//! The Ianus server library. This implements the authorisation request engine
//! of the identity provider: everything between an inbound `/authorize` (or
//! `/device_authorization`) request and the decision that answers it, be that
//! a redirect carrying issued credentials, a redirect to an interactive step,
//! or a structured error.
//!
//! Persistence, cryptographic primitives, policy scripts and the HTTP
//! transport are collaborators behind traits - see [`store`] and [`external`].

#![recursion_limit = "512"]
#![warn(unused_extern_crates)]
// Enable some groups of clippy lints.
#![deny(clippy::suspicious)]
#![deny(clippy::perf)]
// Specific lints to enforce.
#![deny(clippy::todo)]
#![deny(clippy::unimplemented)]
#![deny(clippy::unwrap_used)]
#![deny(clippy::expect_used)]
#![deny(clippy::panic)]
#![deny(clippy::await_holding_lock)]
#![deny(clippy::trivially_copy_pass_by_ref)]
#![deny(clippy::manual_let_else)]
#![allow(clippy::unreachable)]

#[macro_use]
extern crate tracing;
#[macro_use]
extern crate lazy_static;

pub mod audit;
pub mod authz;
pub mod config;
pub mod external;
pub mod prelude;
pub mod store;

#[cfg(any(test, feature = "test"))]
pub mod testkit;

## Goal of the exercise:
Nothing but the lines from the one that contains "#![deny(clippy::todo)]" through the end of the listing above should be copied, each exactly as written.

## Response to the task:
#![deny(clippy::todo)]
#![deny(clippy::unimplemented)]
#![deny(clippy::unwrap_used)]
#![deny(clippy::expect_used)]
#![deny(clippy::panic)]
#![deny(clippy::await_holding_lock)]
#![deny(clippy::trivially_copy_pass_by_ref)]
#![deny(clippy::manual_let_else)]
#![allow(clippy::unreachable)]

#[macro_use]
extern crate tracing;
#[macro_use]
extern crate lazy_static;

pub mod audit;
pub mod authz;
pub mod config;
pub mod external;
pub mod prelude;
pub mod store;

#[cfg(any(test, feature = "test"))]
pub mod testkit;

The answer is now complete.